Builder John Finton, who is overseeing construction of the 32,000-square-foot house on Sunset Boulevard for businessman C. Frederick Wehba Sr. and his wife, Susan, said he knows of at least 20 20,000-plus square-foot homes under construction or about to break ground in what he called the "platinum triangle" of wealthy areas in Los Angeles County: Beverly Hills, Bel-Air and Holmby Hills.

Real estate experts give various explanations for the continuing popularity of mega-mansions.

"People are spending much more time at home," Finton said.

Real estate agent Drew Fenton said that no one sets out to build a mega-house; it just happens.

"You keep adding the rooms you think you need. The ballroom. The screening room. Masters with his and hers and a beauty salon and a massage room. And the house keeps growing." Added Fenton: "I can't explain why someone needs a gift-wrapping room or a florist room."

Others had another explanation: ego.

"Each year it seems there are more extremely rich people with ever larger egos that have to be right on top of the mountainside ... so everyone will know - aha - there is the richest person on the hill," said Joe Edmiston, director of the Santa Monica Mountains Conservancy, which has fought to preserve open space.

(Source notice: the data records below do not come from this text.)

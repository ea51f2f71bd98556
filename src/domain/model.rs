use serde::{Deserialize, Serialize};
use std::fmt;

#[derive(Debug, Clone, Copy, PartialEq, Serialize, Deserialize)]
pub struct SimulationRequest {
    /// Starting soil concentration (PPM), > 0.
    pub initial_concentration: f64,
    /// Number of simulated weeks, >= 1.
    pub duration_weeks: u32,
}

#[derive(Debug, Clone, Copy, PartialEq, Serialize, Deserialize)]
pub struct SimulationPoint {
    pub week: u32,
    pub soil_concentration: f64,
    pub plant_accumulation: f64,
}

/// Week-ordered output of the remediation simulator.
#[derive(Debug, Clone, PartialEq, Serialize, Deserialize)]
pub struct SimulationSeries {
    pub points: Vec<SimulationPoint>,
}

impl SimulationSeries {
    pub fn len(&self) -> usize {
        self.points.len()
    }

    pub fn is_empty(&self) -> bool {
        self.points.is_empty()
    }

    pub fn last(&self) -> Option<&SimulationPoint> {
        self.points.last()
    }
}

#[derive(Debug, Clone, Copy, PartialEq, Serialize, Deserialize)]
pub struct RemediationSummary {
    pub final_soil: f64,
    pub removed_percent: f64,
    pub within_safe_limit: bool,
    /// Extrapolated weeks to reach the safe limit; `None` once within it or
    /// when the series removed nothing.
    pub weeks_to_safe_limit: Option<f64>,
}

#[derive(Debug, Clone, PartialEq)]
pub struct ImageAnalysisResult {
    pub green_ratio_percent: f64,
    pub masked_image: image::RgbImage,
}

#[derive(Debug, Clone, Copy, PartialEq, Serialize, Deserialize)]
pub struct BiomassEstimate {
    pub green_ratio_percent: f64,
    pub current_biomass_g: f64,
    pub projected_yield_g: f64,
}

#[derive(Debug, Clone, Copy, PartialEq, Eq, Hash, Serialize, Deserialize)]
#[cfg_attr(feature = "cli", derive(clap::ValueEnum))]
#[serde(rename_all = "snake_case")]
pub enum CandidateGene {
    Hma4,
    Zip,
    Mtp1,
}

impl CandidateGene {
    pub const ALL: [CandidateGene; 3] = [CandidateGene::Hma4, CandidateGene::Zip, CandidateGene::Mtp1];

    pub fn display_name(self) -> &'static str {
        match self {
            CandidateGene::Hma4 => "HMA4 (Heavy Metal ATPase 4)",
            CandidateGene::Zip => "ZIP Transporter Family",
            CandidateGene::Mtp1 => "MTP1 (Metal Tolerance Protein)",
        }
    }

    /// Name without the parenthesised description.
    pub fn symbol(self) -> &'static str {
        match self {
            CandidateGene::Hma4 => "HMA4",
            CandidateGene::Zip => "ZIP Transporter Family",
            CandidateGene::Mtp1 => "MTP1",
        }
    }
}

#[derive(Debug, Clone, Copy, PartialEq, Serialize, Deserialize)]
pub struct CnvIndividual {
    pub plant_id: usize,
    pub copy_number: u32,
    pub tolerance_index: f64,
    pub leaf_accumulation_ppm: f64,
}

/// Least-squares line `y = intercept + slope * x`.
#[derive(Debug, Clone, Copy, PartialEq, Serialize, Deserialize)]
pub struct TrendLine {
    pub slope: f64,
    pub intercept: f64,
    pub r_squared: f64,
}

#[derive(Debug, Clone, Copy, PartialEq, Serialize, Deserialize)]
pub struct FiveNumberSummary {
    pub min: f64,
    pub q1: f64,
    pub median: f64,
    pub q3: f64,
    pub max: f64,
}

#[derive(Debug, Clone, Copy, PartialEq, Serialize, Deserialize)]
pub struct CopyNumberGroup {
    pub copy_number: u32,
    pub count: usize,
    pub accumulation: FiveNumberSummary,
}

#[derive(Debug, Clone, PartialEq, Serialize, Deserialize)]
pub struct CnvPopulation {
    pub individuals: Vec<CnvIndividual>,
    pub tolerance_trend: Option<TrendLine>,
    pub groups: Vec<CopyNumberGroup>,
}

#[derive(Debug, Clone, Copy, PartialEq, Eq, Hash, Serialize, Deserialize)]
#[cfg_attr(feature = "cli", derive(clap::ValueEnum))]
#[serde(rename_all = "snake_case")]
pub enum Metal {
    Zinc,
    Nickel,
}

impl Metal {
    pub fn display_name(self) -> &'static str {
        match self {
            Metal::Zinc => "Zinc (Zn)",
            Metal::Nickel => "Nickel (Ni)",
        }
    }

    pub fn element(self) -> &'static str {
        match self {
            Metal::Zinc => "Zinc",
            Metal::Nickel => "Nickel",
        }
    }
}

#[derive(Debug, Clone, Copy, PartialEq, Serialize, Deserialize)]
pub struct PhytominingInput {
    pub hectares: f64,
    pub dry_biomass_t_per_ha: f64,
    pub concentration_mg_per_kg: f64,
    pub metal: Metal,
    pub price_per_kg: f64,
}

#[derive(Debug, Clone, Copy, PartialEq, Eq, Serialize, Deserialize)]
pub enum OreGrade {
    High,
    Low,
    /// Ash mass is zero, so the grade cannot be computed.
    Undefined,
}

#[derive(Debug, Clone, Copy, PartialEq, Serialize, Deserialize)]
pub struct PhytominingProjection {
    pub total_biomass_kg: f64,
    pub total_metal_kg: f64,
    pub gross_revenue: f64,
    pub revenue_per_hectare: Option<f64>,
    pub ash_mass_kg: f64,
    pub metal_in_ash_percent: Option<f64>,
    pub ore_grade: OreGrade,
}

#[derive(Debug, Clone, Copy, PartialEq, Eq, Hash, Serialize, Deserialize)]
#[cfg_attr(feature = "cli", derive(clap::ValueEnum))]
#[serde(rename_all = "snake_case")]
pub enum SymptomLocation {
    OldLeaves,
    NewLeaves,
    WholePlant,
}

impl SymptomLocation {
    pub const ALL: [SymptomLocation; 3] = [
        SymptomLocation::OldLeaves,
        SymptomLocation::NewLeaves,
        SymptomLocation::WholePlant,
    ];

    pub fn label(self) -> &'static str {
        match self {
            SymptomLocation::OldLeaves => "Old Leaves (Bottom)",
            SymptomLocation::NewLeaves => "New Leaves (Top)",
            SymptomLocation::WholePlant => "Whole Plant",
        }
    }
}

#[derive(Debug, Clone, Copy, PartialEq, Eq, Hash, Serialize, Deserialize)]
#[cfg_attr(feature = "cli", derive(clap::ValueEnum))]
#[serde(rename_all = "snake_case")]
pub enum SymptomPattern {
    InterveinalChlorosis,
    CompleteYellowing,
    PurpleSpots,
    NecroticEdges,
}

impl SymptomPattern {
    pub const ALL: [SymptomPattern; 4] = [
        SymptomPattern::InterveinalChlorosis,
        SymptomPattern::CompleteYellowing,
        SymptomPattern::PurpleSpots,
        SymptomPattern::NecroticEdges,
    ];

    pub fn label(self) -> &'static str {
        match self {
            SymptomPattern::InterveinalChlorosis => {
                "Yellowing between veins (Interveinal Chlorosis)"
            }
            SymptomPattern::CompleteYellowing => "Complete yellowing",
            SymptomPattern::PurpleSpots => "Purple/Reddish spots",
            SymptomPattern::NecroticEdges => "Brown/Necrotic edges",
        }
    }
}

#[derive(Debug, Clone, Copy, PartialEq, Eq, Hash, Serialize, Deserialize)]
pub enum Nutrient {
    Iron,
    Sulfur,
    Zinc,
    Magnesium,
    Nitrogen,
}

impl fmt::Display for Nutrient {
    fn fmt(&self, f: &mut fmt::Formatter<'_>) -> fmt::Result {
        let label = match self {
            Nutrient::Iron => "Iron (Fe)",
            Nutrient::Sulfur => "Sulfur (S)",
            Nutrient::Zinc => "Zinc (Zn)",
            Nutrient::Magnesium => "Magnesium (Mg)",
            Nutrient::Nitrogen => "Nitrogen (N)",
        };
        f.write_str(label)
    }
}

#[derive(Debug, Clone, PartialEq, Eq, Serialize)]
pub enum Diagnosis {
    Deficiency {
        nutrient: Nutrient,
        note: Option<&'static str>,
        recommendation: Option<&'static str>,
    },
    /// Symptoms fit no table row with confidence.
    LowConfidence,
    /// Location carries no diagnostic signal; a lab test is needed.
    Inconclusive,
}
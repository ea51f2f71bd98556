use crate::app::view::{Chart, ChartKind, NoticeLevel, RenderedPage};
use crate::app::view_model::{PageId, RemediationControls};
use crate::config::toml_config::RemediationConfig;
use crate::core::remediation;
use crate::domain::model::SimulationRequest;

pub const SOIL_COLUMN: &str = "Soil Zinc (PPM)";
pub const PLANT_COLUMN: &str = "Accumulated Plant Zinc (mg/kg)";

const MECHANISM: &str = "**Genomic Driver:** The hyperaccumulation trait in *Noccaea caerulescens* \
is driven by genomic variations in the **HMA4** gene. Copy Number Variations (CNV) enable the \
plant to pump zinc from roots to shoots at high rates.";

pub fn render(controls: &RemediationControls, config: &RemediationConfig) -> RenderedPage {
    let request = SimulationRequest {
        initial_concentration: controls.initial_zinc_ppm,
        duration_weeks: controls.weeks,
    };
    let series = remediation::simulate_with(&request, &config.params());
    let summary = remediation::summarize(&request, &series, config.safe_limit_ppm);

    tracing::debug!(
        initial = request.initial_concentration,
        weeks = request.duration_weeks,
        final_soil = summary.final_soil,
        "remediation series computed"
    );

    let soil_rows = series
        .points
        .iter()
        .map(|p| vec![f64::from(p.week), p.soil_concentration])
        .collect();
    let plant_rows = series
        .points
        .iter()
        .map(|p| vec![f64::from(p.week), p.plant_accumulation])
        .collect();

    let mut page = RenderedPage::new(PageId::Remediation);
    page.heading("Phytoremediation Tracker")
        .markdown(
            "Monitor the removal of heavy metals (Zinc) from contaminated soil using \
             *Noccaea caerulescens*.",
        )
        .notice(NoticeLevel::Info, MECHANISM)
        .metric("Initial Soil Zinc (PPM)", format!("{:.0}", controls.initial_zinc_ppm))
        .metric("Growth Duration (Weeks)", controls.weeks.to_string())
        .chart(
            Chart::new("soil_cleanup", ChartKind::Line, "Soil Zinc Depletion", "Week", SOIL_COLUMN)
                .with_rows(soil_rows),
        )
        .chart(
            Chart::new(
                "plant_accumulation",
                ChartKind::Area,
                "Zinc Accumulation in Plant Tissue",
                "Week",
                PLANT_COLUMN,
            )
            .with_rows(plant_rows)
            .with_reference_line(config.hyperaccumulation_threshold, "Hyperaccumulation Threshold"),
        )
        .notice(
            NoticeLevel::Success,
            format!(
                "**Remediation Status:** {:.1}% reduction in soil Zinc.",
                summary.removed_percent
            ),
        );

    if summary.within_safe_limit {
        page.notice(NoticeLevel::Info, "Soil is now within safe agricultural limits!");
    } else {
        let estimate = match summary.weeks_to_safe_limit {
            Some(weeks) => format!("Estimated {:.1} more weeks needed.", weeks),
            None => "No measurable removal yet.".to_string(),
        };
        page.notice(
            NoticeLevel::Warning,
            format!(
                "Soil still above safe limit ({:.0} PPM). {}",
                config.safe_limit_ppm, estimate
            ),
        );
    }

    page
}
// Domain layer: plain data types and ports. No rendering or file handling here.

pub mod model;
pub mod ports;
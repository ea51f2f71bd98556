//! Plain-text rendering of a [`RenderedPage`] for the terminal.

use crate::app::view::{Block, Chart, ChartKind, NoticeLevel, RenderedPage};
use crate::config::toml_config::DashboardSection;
use crate::utils::error::Result;
use std::fmt::Write;

/// Charts longer than this print their head and tail only.
const MAX_TABLE_ROWS: usize = 24;

fn notice_prefix(level: NoticeLevel) -> &'static str {
    match level {
        NoticeLevel::Info => "ℹ️ ",
        NoticeLevel::Success => "✅",
        NoticeLevel::Warning => "⚠️ ",
        NoticeLevel::Error => "❌",
    }
}

fn chart_kind(kind: ChartKind) -> &'static str {
    match kind {
        ChartKind::Line => "line",
        ChartKind::Area => "area",
        ChartKind::Scatter => "scatter",
        ChartKind::Box => "box",
    }
}

fn write_chart(out: &mut String, chart: &Chart) {
    let _ = writeln!(out, "📈 {} [{}]", chart.title, chart_kind(chart.kind));
    let _ = writeln!(out, "   x: {}  y: {}", chart.x_label, chart.y_label);
    for line in &chart.reference_lines {
        let _ = writeln!(out, "   --- {} at {:.0}", line.label, line.y);
    }
    if let Some(trend) = &chart.trend {
        let _ = writeln!(
            out,
            "   trend: y = {:.2} + {:.2}x (R² {:.2})",
            trend.intercept, trend.slope, trend.r_squared
        );
    }

    let _ = writeln!(out, "   {}", chart.columns.join(" | "));
    let rows = chart.rows.len();
    for (i, row) in chart.rows.iter().enumerate() {
        if rows > MAX_TABLE_ROWS && i == MAX_TABLE_ROWS / 2 {
            let _ = writeln!(out, "   ... {} more row(s) ...", rows - MAX_TABLE_ROWS);
        }
        if rows > MAX_TABLE_ROWS && i >= MAX_TABLE_ROWS / 2 && i < rows - MAX_TABLE_ROWS / 2 {
            continue;
        }
        let cells: Vec<String> = row.iter().map(|v| format!("{:.1}", v)).collect();
        let _ = writeln!(out, "   {}", cells.join(" | "));
    }
}

pub fn render_text(page: &RenderedPage, dashboard: &DashboardSection) -> String {
    let mut out = String::new();
    let _ = writeln!(
        out,
        "🌱 {} | {} · {}",
        dashboard.name, page.title, dashboard.tagline
    );
    let _ = writeln!(out, "{}", "=".repeat(60));

    for block in &page.blocks {
        match block {
            Block::Heading { text } => {
                let _ = writeln!(out, "\n## {}\n", text);
            }
            Block::Markdown { text } => {
                let _ = writeln!(out, "{}\n", text);
            }
            Block::Metric { label, value } => {
                let _ = writeln!(out, "  {:<36} {}", format!("{}:", label), value);
            }
            Block::Notice { level, text } => {
                let _ = writeln!(out, "{} {}", notice_prefix(*level), text);
            }
            Block::Chart { chart } => {
                out.push('\n');
                write_chart(&mut out, chart);
            }
            Block::Image {
                caption,
                width,
                height,
                ..
            } => {
                let _ = writeln!(out, "🖼️  {} ({}x{})", caption, width, height);
            }
            Block::Divider => {
                let _ = writeln!(out, "{}", "-".repeat(60));
            }
        }
    }

    let _ = writeln!(out, "\nv{}", dashboard.version);
    out
}

/// Machine-readable dump of the page. Image pixels are left out.
pub fn render_json(page: &RenderedPage) -> Result<String> {
    Ok(serde_json::to_string_pretty(page)?)
}
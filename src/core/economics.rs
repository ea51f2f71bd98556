//! Phytomining ("farming for metals") revenue arithmetic.

use crate::domain::model::{Metal, OreGrade, PhytominingInput, PhytominingProjection};

pub const ZINC_PRICE_PER_KG: f64 = 2.50;
pub const NICKEL_PRICE_PER_KG: f64 = 18.00;
/// Ash left after burning dry biomass for energy.
pub const ASH_FRACTION: f64 = 0.08;
/// Metal-in-ash percentage above which smelters treat the bio-ore as high grade.
pub const HIGH_GRADE_THRESHOLD_PCT: f64 = 10.0;

pub fn default_price(metal: Metal) -> f64 {
    match metal {
        Metal::Zinc => ZINC_PRICE_PER_KG,
        Metal::Nickel => NICKEL_PRICE_PER_KG,
    }
}

pub fn project(input: &PhytominingInput) -> PhytominingProjection {
    project_with(input, ASH_FRACTION, HIGH_GRADE_THRESHOLD_PCT)
}

/// Zero hectares or zero ash yield `None` for the ratio fields instead of
/// dividing by zero.
pub fn project_with(
    input: &PhytominingInput,
    ash_fraction: f64,
    high_grade_threshold_pct: f64,
) -> PhytominingProjection {
    let total_biomass_kg = input.hectares * input.dry_biomass_t_per_ha * 1000.0;
    let total_metal_kg = total_biomass_kg * (input.concentration_mg_per_kg / 1_000_000.0);
    let gross_revenue = total_metal_kg * input.price_per_kg;
    let ash_mass_kg = total_biomass_kg * ash_fraction;

    let revenue_per_hectare = checked_ratio(gross_revenue, input.hectares);
    let metal_in_ash_percent = checked_ratio(total_metal_kg, ash_mass_kg).map(|r| r * 100.0);

    let ore_grade = match metal_in_ash_percent {
        Some(pct) if pct > high_grade_threshold_pct => OreGrade::High,
        Some(_) => OreGrade::Low,
        None => OreGrade::Undefined,
    };

    PhytominingProjection {
        total_biomass_kg,
        total_metal_kg,
        gross_revenue,
        revenue_per_hectare,
        ash_mass_kg,
        metal_in_ash_percent,
        ore_grade,
    }
}

fn checked_ratio(numerator: f64, denominator: f64) -> Option<f64> {
    if denominator == 0.0 || !denominator.is_finite() {
        None
    } else {
        Some(numerator / denominator)
    }
}

#[cfg(test)]
mod tests {
    use super::*;

    fn input(hectares: f64, yield_t: f64, concentration: f64) -> PhytominingInput {
        PhytominingInput {
            hectares,
            dry_biomass_t_per_ha: yield_t,
            concentration_mg_per_kg: concentration,
            metal: Metal::Zinc,
            price_per_kg: ZINC_PRICE_PER_KG,
        }
    }

    #[test]
    fn test_default_inputs() {
        let p = project(&input(1.0, 10.0, 10_000.0));
        assert!((p.total_biomass_kg - 10_000.0).abs() < 1e-9);
        assert!((p.total_metal_kg - 100.0).abs() < 1e-9);
        assert!((p.gross_revenue - 250.0).abs() < 1e-9);
        assert!((p.ash_mass_kg - 800.0).abs() < 1e-9);
        assert!((p.metal_in_ash_percent.unwrap() - 12.5).abs() < 1e-9);
        assert_eq!(p.ore_grade, OreGrade::High);
        assert!((p.revenue_per_hectare.unwrap() - 250.0).abs() < 1e-9);
    }

    #[test]
    fn test_metal_in_ash_only_depends_on_concentration() {
        // metal / ash = concentration / 1e6 / 0.08
        let p = project(&input(3.0, 7.0, 4_000.0));
        assert!((p.metal_in_ash_percent.unwrap() - 5.0).abs() < 1e-9);
        assert_eq!(p.ore_grade, OreGrade::Low);
    }

    #[test]
    fn test_zero_hectares_is_undefined_not_nan() {
        let p = project(&input(0.0, 10.0, 10_000.0));
        assert_eq!(p.total_metal_kg, 0.0);
        assert_eq!(p.revenue_per_hectare, None);
        assert_eq!(p.metal_in_ash_percent, None);
        assert_eq!(p.ore_grade, OreGrade::Undefined);
    }

    #[test]
    fn test_default_prices() {
        assert_eq!(default_price(Metal::Zinc), 2.5);
        assert_eq!(default_price(Metal::Nickel), 18.0);
    }
}
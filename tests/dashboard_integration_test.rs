use clap::Parser;
use image::{Rgb, RgbImage};
use phytoscout::app::view_model::{
    BiomassControls, DiagnosticsControls, GeneticsControls, MiningControls, RemediationControls,
    Upload,
};
use phytoscout::app::NoticeLevel;
use phytoscout::domain::model::CandidateGene;
use phytoscout::{CliConfig, Dashboard, DashboardConfig, LocalStorage, PageId, ViewModel};
use std::io::Cursor;
use tempfile::TempDir;

fn canopy_png() -> Vec<u8> {
    let mut img = RgbImage::from_pixel(10, 10, Rgb([110, 90, 70]));
    for y in 0..10 {
        for x in 0..3 {
            img.put_pixel(x, y, Rgb([40, 170, 50]));
        }
    }
    let mut bytes = Vec::new();
    img.write_to(&mut Cursor::new(&mut bytes), image::ImageFormat::Png)
        .unwrap();
    bytes
}

fn all_view_models() -> Vec<ViewModel> {
    vec![
        ViewModel::Home,
        ViewModel::Remediation(RemediationControls::default()),
        ViewModel::Biomass(BiomassControls {
            upload: Some(Upload {
                name: "canopy.png".to_string(),
                bytes: canopy_png(),
            }),
        }),
        ViewModel::Diagnostics(DiagnosticsControls::default()),
        ViewModel::Genetics(GeneticsControls {
            gene: CandidateGene::Zip,
            population_size: 60,
            seed: 42,
        }),
        ViewModel::Mining(MiningControls::default()),
    ]
}

#[test]
fn test_every_page_renders_and_exports() {
    let temp_dir = TempDir::new().unwrap();
    let output_path = temp_dir.path().to_str().unwrap().to_string();

    let dashboard = Dashboard::with_export(
        DashboardConfig::default(),
        LocalStorage::new(output_path.clone()),
    );

    let mut seen = Vec::new();
    for vm in all_view_models() {
        let output = dashboard.run(&vm).unwrap();
        assert_eq!(output.page.page, vm.page());
        assert!(!output.page.blocks.is_empty());
        seen.push(output.page.page);

        let manifest = output.manifest.unwrap();
        let dir = temp_dir.path().join(vm.page().slug());
        assert!(dir.join("manifest.json").exists());
        for file in &manifest.files {
            assert!(temp_dir.path().join(file).exists(), "missing {}", file);
        }
    }
    assert_eq!(seen, PageId::ALL.to_vec());

    let soil_csv =
        std::fs::read_to_string(temp_dir.path().join("remediation/soil_cleanup.csv")).unwrap();
    let mut lines = soil_csv.lines();
    assert_eq!(lines.next(), Some("Week,Soil Zinc (PPM)"));
    assert_eq!(lines.count(), 12);

    let mask = image::open(temp_dir.path().join("biomass/green_mask.png"))
        .unwrap()
        .to_rgb8();
    assert_eq!(mask.dimensions(), (10, 10));
    let background = mask.get_pixel(9, 9).0;
    assert_eq!(background[0], background[1]);
    assert_eq!(background[1], background[2]);
    assert_eq!(*mask.get_pixel(0, 0), Rgb([40, 170, 50]));
}

#[test]
fn test_render_passes_are_independent() {
    let dashboard: Dashboard<LocalStorage> = Dashboard::new(DashboardConfig::default());
    for vm in all_view_models() {
        assert_eq!(dashboard.render(&vm), dashboard.render(&vm));
    }
}

#[test]
fn test_out_of_range_controls_fail_validation() {
    let dashboard: Dashboard<LocalStorage> = Dashboard::new(DashboardConfig::default());
    let vm = ViewModel::Genetics(GeneticsControls {
        gene: CandidateGene::Hma4,
        population_size: 10,
        seed: 1,
    });
    assert!(dashboard.run(&vm).is_err());
}

#[test]
fn test_cli_biomass_reads_upload_from_disk() {
    let temp_dir = TempDir::new().unwrap();
    let photo = temp_dir.path().join("plant.png");
    std::fs::write(&photo, canopy_png()).unwrap();

    let cli = CliConfig::try_parse_from([
        "phytoscout",
        "biomass",
        "--image",
        photo.to_str().unwrap(),
    ])
    .unwrap();
    let config = DashboardConfig::default();
    let vm = cli
        .view_model(&config, &LocalStorage::new(".".to_string()))
        .unwrap();

    let dashboard: Dashboard<LocalStorage> = Dashboard::new(config);
    let output = dashboard.run(&vm).unwrap();
    assert_eq!(output.page.metric_value("Green Pixel Ratio"), Some("30.0%"));
    assert!(output.manifest.is_none());
}

#[test]
fn test_settings_file_changes_render() {
    let temp_dir = TempDir::new().unwrap();
    let settings = temp_dir.path().join("phytoscout.toml");
    std::fs::write(
        &settings,
        r#"
[remediation]
safe_limit_ppm = 500.0

[export]
formats = ["csv"]
"#,
    )
    .unwrap();

    let config = DashboardConfig::from_file(&settings).unwrap();
    let dashboard = Dashboard::with_export(
        config,
        LocalStorage::new(temp_dir.path().to_str().unwrap().to_string()),
    );

    // 800 * e^-1.2 ~ 241 < 500
    let vm = ViewModel::Remediation(RemediationControls {
        initial_zinc_ppm: 800.0,
        weeks: 24,
    });
    let output = dashboard.run(&vm).unwrap();
    assert_eq!(output.page.notices(NoticeLevel::Warning).count(), 0);

    let mining = ViewModel::Mining(MiningControls::default());
    let manifest = dashboard.run(&mining).unwrap().manifest.unwrap();
    assert!(manifest.files.is_empty());

    let biomass = ViewModel::Biomass(BiomassControls {
        upload: Some(Upload {
            name: "canopy.png".to_string(),
            bytes: canopy_png(),
        }),
    });
    let manifest = dashboard.run(&biomass).unwrap().manifest.unwrap();
    // png disabled in settings
    assert!(manifest.files.is_empty());
}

Spurred by complaints from homeowners that "mansionization" is ruining the character of many neighborhoods, the Los Angeles City Council last month approved new limits on the sizes of many Los Angeles houses.

That is little comfort to homeowners who say an influx of giant homes has already hurt their neighborhoods.

Jessica Garrison writes for the Los Angeles Times.